Here, let me follow this tangential line by taking up the interesting extension of comradeship by MUTHU. Having chatted with Lionel recently I was made aware of a recent slice of history that was not known to me: namely the JVP’s active propaganda work among Tamils in Tamil regions in the period 1978-83, work in which Lionel Bopage was a leading hand.
This was undoubtedly genuine effort to build a radical socialist alliance across the developing ethnic divide. I gather, though, that it did not produce the anticipated results: in the sense that the support in these Tamil areas for Wijeweera’s presidential candidature at the 1982 (?) elections was minimal. So that Wijeweera subsequently took his JVP organisation in increasingly chauvinist directions ‘a direction that Bopage opposed so that he left the party.
These bare facts suggest s that by 1976/77 the die was cast ‘the younger Tamil generations were too alienated to grasp the hands across the divide extended by revolutionary Sinhala youth even though, like Muthu, they showed up to talk. This is an issue on which I desire more info relating to those times.
That said, I still believe that the JVP Mach I, the JVP of the 1965-71 era, did have a staunch nativist current of thinking, spiced further with some measure of neo-mercantilist self-sufficiency economics, in its bag of ’solutions.’ It is for this reason that on one occasion I briefly described the JVP of that era as the children of the Old Left and the children of 1956.

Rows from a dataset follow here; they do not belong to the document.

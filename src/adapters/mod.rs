//! Adapters layer: Concrete implementations of ports.
//!
//! These modules contain the actual integration with external libraries:
//! - `pdf`: printpdf for report generation
//! - `sanitize`: PII filtering for logs

pub mod pdf;
pub mod sanitize;

// Re-export report error for lib.rs
pub use pdf::{PdfRenderer, ReportError};
//! UI module: View components for the TUI.

pub mod assessment;
pub mod chart;
pub mod dashboard;
pub mod form;

use ratatui::{
    layout::Rect,
    text::{Line, Span},
    widgets::{Block, Borders, Paragraph, Wrap},
    Frame,
};

use crate::tui::styles::MedicalTheme;

/// Outcome line shown in a view footer after an action (e.g. a PDF export).
#[derive(Debug, Clone)]
pub struct StatusMessage {
    pub text: String,
    pub is_error: bool,
}

impl StatusMessage {
    pub fn ok(text: impl Into<String>) -> Self {
        Self {
            text: text.into(),
            is_error: false,
        }
    }

    pub fn error(text: impl Into<String>) -> Self {
        Self {
            text: text.into(),
            is_error: true,
        }
    }
}

pub fn render_disclaimer(f: &mut Frame, area: Rect) {
    let text = vec![
        Line::from(vec![Span::styled(
            "DISCLAIMER: This software is for informational and educational purposes only and does not replace professional medical evaluation.",
            MedicalTheme::text_muted(),
        )]),
        Line::from(vec![Span::styled(
            "Always consult a physician for official clinical interpretation.",
            MedicalTheme::text_muted(),
        )]),
    ];

    let block = Block::default()
        .borders(Borders::TOP)
        .border_style(MedicalTheme::border());

    let p = Paragraph::new(text).block(block).wrap(Wrap { trim: true });

    f.render_widget(p, area);
}

/// Render a footer line: the status message if one is pending, the key
/// hints otherwise.
pub(crate) fn render_footer(
    f: &mut Frame,
    area: Rect,
    hints: &[(&str, &str)],
    status: Option<&StatusMessage>,
) {
    let content = match status {
        Some(status) => {
            let style = if status.is_error {
                MedicalTheme::danger()
            } else {
                MedicalTheme::success()
            };
            Line::from(vec![
                Span::styled(if status.is_error { "! " } else { "✓ " }, style),
                Span::styled(status.text.clone(), style),
            ])
        }
        None => {
            let mut spans = Vec::with_capacity(hints.len() * 2);
            for (key, desc) in hints {
                spans.push(Span::styled(format!("[{key}] "), MedicalTheme::key_hint()));
                spans.push(Span::styled(format!("{desc} "), MedicalTheme::key_desc()));
            }
            Line::from(spans)
        }
    };

    let footer = Paragraph::new(content).block(
        Block::default()
            .borders(Borders::TOP)
            .border_style(MedicalTheme::border()),
    );

    f.render_widget(footer, area);
}

/// Render a one-line view header: title plus a muted tagline.
pub(crate) fn render_header(f: &mut Frame, area: Rect, title: &str, tagline: &str) {
    let header = Paragraph::new(Line::from(vec![
        Span::styled(" ", MedicalTheme::text()),
        Span::styled(title.to_string(), MedicalTheme::title()),
        Span::styled(" │ ", MedicalTheme::text_muted()),
        Span::styled(tagline.to_string(), MedicalTheme::text_secondary()),
    ]))
    .block(
        Block::default()
            .borders(Borders::BOTTOM)
            .border_style(MedicalTheme::border()),
    );

    f.render_widget(header, area);
}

Bopage’s departure was ones tep in the transformation of the JVP into an increasingly chauvinist force of a virulent sort, that is, it marked the dilution of the social justice programmes of a trans-ethnic kind in favour of the populist and nativist rhetoric of the type associated with 1956.
Mahinda Chinthanaya has since stolen the clothes of this JVP, donned the hat of Jathika Chinthanaya and pre-empted both the JHU and the Sihala Urumaya. This is populism par excellence namely all things to all (Sinhala) men and women. But it is also dangerously inward-looking, ostrich-head-in-the-sand.
Maybe I should become indigenous too and say kukulage-oluva-in the sand!
6. chales ryan | January 8th, 2008 at 12:36 am
Lionel.thank you for your article. People like you must try and educate the southerners who are brainwashed by parties like JVP JHU and Rajapakse klan.It is the Sinhalese who will lose at the end when country gets annihilated by full fledged war.It is better to give autonomy and secure peace. Then both ethnic groups can deveop their own territories. Why cant the Southern masses understand this.